** Given records follows **

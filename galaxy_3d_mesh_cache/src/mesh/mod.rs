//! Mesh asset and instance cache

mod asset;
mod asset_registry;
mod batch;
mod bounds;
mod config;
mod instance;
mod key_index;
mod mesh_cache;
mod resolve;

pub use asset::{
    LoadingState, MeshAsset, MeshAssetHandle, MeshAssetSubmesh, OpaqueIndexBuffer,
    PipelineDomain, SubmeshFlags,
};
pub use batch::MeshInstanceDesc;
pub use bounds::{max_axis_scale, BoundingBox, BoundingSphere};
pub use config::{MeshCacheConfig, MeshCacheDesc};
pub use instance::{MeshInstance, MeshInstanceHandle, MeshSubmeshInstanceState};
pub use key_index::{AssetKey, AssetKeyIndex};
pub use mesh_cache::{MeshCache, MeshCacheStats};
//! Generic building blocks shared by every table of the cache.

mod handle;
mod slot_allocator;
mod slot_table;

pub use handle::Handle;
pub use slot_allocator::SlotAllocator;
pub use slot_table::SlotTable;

** End of Given records **
** Given records follows **

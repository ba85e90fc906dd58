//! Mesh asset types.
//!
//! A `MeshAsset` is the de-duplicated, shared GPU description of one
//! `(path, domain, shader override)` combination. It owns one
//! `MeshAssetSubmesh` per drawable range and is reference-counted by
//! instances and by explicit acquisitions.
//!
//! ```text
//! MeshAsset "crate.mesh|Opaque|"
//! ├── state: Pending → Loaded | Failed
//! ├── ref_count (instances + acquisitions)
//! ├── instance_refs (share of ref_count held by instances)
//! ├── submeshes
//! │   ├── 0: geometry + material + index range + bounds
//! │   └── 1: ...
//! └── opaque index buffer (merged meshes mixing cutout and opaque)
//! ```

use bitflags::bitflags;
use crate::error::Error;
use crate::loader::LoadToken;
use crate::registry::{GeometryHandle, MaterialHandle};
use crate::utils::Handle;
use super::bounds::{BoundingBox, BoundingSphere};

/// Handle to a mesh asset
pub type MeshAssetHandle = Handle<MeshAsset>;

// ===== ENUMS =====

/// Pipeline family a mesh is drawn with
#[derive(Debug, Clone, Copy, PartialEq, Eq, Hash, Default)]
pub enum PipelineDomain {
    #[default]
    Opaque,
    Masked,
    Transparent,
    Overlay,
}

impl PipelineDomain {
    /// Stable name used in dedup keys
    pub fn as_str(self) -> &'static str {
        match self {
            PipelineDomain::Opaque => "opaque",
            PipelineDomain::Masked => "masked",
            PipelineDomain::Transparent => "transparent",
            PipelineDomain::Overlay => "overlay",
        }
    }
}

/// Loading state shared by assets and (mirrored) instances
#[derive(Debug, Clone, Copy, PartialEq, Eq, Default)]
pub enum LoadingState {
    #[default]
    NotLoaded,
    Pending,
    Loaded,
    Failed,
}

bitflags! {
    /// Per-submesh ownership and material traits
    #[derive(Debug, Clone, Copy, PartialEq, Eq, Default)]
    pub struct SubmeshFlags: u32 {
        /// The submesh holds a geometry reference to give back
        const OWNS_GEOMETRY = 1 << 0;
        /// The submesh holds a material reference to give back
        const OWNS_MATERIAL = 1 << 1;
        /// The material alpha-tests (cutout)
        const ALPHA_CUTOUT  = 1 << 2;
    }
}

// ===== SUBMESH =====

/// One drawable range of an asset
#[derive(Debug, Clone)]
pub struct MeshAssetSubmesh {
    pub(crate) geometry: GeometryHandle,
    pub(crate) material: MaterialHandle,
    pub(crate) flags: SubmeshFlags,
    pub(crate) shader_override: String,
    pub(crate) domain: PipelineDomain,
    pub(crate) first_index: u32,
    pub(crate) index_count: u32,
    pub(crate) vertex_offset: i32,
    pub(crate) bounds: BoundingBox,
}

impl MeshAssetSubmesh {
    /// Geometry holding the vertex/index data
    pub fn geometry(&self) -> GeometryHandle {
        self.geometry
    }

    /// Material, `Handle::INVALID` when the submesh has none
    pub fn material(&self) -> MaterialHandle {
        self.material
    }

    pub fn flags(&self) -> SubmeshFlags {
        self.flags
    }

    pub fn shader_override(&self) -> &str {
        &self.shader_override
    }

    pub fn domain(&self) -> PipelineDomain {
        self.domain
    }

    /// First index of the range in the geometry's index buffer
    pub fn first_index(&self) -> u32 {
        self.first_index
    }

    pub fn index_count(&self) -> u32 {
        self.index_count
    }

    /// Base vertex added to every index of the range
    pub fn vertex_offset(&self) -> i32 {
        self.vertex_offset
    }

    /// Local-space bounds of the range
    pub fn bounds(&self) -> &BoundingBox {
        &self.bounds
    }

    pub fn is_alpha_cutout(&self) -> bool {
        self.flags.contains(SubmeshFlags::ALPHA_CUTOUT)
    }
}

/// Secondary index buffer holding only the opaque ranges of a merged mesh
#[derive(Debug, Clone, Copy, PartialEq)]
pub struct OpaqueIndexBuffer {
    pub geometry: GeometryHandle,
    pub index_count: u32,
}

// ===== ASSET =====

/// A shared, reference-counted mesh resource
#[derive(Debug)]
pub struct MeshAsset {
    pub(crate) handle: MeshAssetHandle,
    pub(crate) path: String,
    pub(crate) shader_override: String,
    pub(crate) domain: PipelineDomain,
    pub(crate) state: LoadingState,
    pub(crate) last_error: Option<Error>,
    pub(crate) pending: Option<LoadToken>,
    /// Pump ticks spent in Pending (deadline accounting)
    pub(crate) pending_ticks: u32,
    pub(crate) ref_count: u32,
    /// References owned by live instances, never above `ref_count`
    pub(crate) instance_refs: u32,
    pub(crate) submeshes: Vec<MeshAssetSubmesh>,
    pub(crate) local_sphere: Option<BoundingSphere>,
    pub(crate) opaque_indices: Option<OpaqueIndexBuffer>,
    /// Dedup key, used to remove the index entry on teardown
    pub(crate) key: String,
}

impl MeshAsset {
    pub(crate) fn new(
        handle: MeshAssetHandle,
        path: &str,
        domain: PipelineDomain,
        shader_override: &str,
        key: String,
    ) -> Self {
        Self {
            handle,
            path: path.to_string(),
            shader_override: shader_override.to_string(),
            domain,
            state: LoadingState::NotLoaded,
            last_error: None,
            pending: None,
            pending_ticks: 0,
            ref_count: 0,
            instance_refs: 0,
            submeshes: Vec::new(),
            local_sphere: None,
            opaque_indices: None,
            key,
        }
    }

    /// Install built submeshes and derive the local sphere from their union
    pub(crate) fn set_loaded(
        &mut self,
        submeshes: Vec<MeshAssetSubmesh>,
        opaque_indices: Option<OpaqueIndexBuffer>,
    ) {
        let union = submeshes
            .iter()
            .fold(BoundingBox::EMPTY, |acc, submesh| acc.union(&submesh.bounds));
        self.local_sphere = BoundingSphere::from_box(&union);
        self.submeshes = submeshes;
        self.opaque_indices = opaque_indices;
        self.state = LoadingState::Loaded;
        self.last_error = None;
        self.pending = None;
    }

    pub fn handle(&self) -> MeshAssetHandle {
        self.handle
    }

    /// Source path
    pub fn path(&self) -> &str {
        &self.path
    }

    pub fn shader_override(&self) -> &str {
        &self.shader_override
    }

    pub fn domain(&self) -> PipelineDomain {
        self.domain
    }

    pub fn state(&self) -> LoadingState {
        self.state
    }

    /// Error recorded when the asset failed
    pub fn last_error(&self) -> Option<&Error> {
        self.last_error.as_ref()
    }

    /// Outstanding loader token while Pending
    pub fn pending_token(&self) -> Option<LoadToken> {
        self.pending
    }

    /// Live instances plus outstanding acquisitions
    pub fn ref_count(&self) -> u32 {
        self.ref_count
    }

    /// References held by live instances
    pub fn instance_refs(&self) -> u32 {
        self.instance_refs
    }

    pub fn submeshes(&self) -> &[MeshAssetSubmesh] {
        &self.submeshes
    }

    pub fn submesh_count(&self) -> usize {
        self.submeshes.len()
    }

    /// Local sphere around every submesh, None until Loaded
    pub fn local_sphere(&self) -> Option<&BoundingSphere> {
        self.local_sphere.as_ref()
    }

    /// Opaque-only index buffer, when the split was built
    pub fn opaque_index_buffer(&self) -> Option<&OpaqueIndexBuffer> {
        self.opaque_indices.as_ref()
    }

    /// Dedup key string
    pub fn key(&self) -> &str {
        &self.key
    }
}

** End of Given records **
** Given records follows **

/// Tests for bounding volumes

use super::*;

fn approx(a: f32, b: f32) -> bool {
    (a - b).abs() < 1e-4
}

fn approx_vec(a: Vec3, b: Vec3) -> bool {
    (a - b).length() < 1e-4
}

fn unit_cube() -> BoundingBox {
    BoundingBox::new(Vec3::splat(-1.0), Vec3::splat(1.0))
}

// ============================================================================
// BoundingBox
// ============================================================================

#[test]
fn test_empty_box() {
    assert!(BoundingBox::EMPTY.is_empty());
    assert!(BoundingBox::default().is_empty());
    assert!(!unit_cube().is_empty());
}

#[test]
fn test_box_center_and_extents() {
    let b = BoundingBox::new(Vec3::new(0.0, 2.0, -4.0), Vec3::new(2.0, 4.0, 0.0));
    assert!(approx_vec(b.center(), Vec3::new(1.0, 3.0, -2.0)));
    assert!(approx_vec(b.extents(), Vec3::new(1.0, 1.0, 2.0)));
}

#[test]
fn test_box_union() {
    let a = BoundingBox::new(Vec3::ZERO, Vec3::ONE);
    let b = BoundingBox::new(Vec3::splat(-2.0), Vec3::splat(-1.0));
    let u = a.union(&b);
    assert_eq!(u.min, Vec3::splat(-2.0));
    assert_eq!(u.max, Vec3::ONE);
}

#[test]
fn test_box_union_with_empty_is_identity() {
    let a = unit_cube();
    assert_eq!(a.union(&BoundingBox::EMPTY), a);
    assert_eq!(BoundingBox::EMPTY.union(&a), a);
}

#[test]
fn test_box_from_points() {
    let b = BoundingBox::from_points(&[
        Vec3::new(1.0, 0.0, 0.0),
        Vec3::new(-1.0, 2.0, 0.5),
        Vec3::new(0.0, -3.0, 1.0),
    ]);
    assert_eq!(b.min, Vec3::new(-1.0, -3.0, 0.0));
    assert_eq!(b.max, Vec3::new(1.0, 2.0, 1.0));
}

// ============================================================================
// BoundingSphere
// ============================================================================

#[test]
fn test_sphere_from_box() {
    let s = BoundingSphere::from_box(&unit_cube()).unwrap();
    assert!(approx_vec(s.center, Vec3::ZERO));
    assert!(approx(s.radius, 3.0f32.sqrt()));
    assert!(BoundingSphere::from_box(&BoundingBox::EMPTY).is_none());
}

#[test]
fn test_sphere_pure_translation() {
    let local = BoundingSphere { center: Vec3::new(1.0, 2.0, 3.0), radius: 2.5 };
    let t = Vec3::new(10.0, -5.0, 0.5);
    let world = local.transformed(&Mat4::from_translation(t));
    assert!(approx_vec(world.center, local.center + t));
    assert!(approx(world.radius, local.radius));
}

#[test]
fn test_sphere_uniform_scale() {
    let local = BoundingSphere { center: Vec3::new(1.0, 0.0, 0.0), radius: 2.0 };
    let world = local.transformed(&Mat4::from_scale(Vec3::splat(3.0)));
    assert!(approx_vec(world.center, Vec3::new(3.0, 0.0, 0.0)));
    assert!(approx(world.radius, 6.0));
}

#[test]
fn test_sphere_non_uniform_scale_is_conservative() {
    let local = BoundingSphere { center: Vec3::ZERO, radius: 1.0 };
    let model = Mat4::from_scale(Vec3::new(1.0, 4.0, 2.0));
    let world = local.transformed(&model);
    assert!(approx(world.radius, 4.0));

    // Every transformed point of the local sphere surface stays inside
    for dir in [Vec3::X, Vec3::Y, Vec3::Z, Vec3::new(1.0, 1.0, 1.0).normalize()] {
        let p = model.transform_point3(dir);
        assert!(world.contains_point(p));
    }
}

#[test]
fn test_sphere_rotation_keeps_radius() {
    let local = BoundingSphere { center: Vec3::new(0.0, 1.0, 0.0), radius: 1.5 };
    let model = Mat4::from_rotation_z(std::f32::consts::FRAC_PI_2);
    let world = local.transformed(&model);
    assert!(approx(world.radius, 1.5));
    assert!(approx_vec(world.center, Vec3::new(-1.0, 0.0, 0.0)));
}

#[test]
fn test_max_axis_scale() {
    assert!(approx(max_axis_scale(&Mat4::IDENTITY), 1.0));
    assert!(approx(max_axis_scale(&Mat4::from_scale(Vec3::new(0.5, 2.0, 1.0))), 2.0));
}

** End of Given records **

(What is required)
Copy the lines of the data above exactly as written, beginning with the line containing "filename galaxy_3d_mesh_cache/src/mesh/mod.rs" and ending with the line containing "pub use slot_table::SlotTable;", and leave out all other lines.

(Reply to the exercise)
filename galaxy_3d_mesh_cache/src/mesh/mod.rs
//! Mesh asset and instance cache

mod asset;
mod asset_registry;
mod batch;
mod bounds;
mod config;
mod instance;
mod key_index;
mod mesh_cache;
mod resolve;

pub use asset::{
    LoadingState, MeshAsset, MeshAssetHandle, MeshAssetSubmesh, OpaqueIndexBuffer,
    PipelineDomain, SubmeshFlags,
};
pub use batch::MeshInstanceDesc;
pub use bounds::{max_axis_scale, BoundingBox, BoundingSphere};
pub use config::{MeshCacheConfig, MeshCacheDesc};
pub use instance::{MeshInstance, MeshInstanceHandle, MeshSubmeshInstanceState};
pub use key_index::{AssetKey, AssetKeyIndex};
pub use mesh_cache::{MeshCache, MeshCacheStats};
//! Generic building blocks shared by every table of the cache.

mod handle;
mod slot_allocator;
mod slot_table;

pub use handle::Handle;
pub use slot_allocator::SlotAllocator;
pub use slot_table::SlotTable;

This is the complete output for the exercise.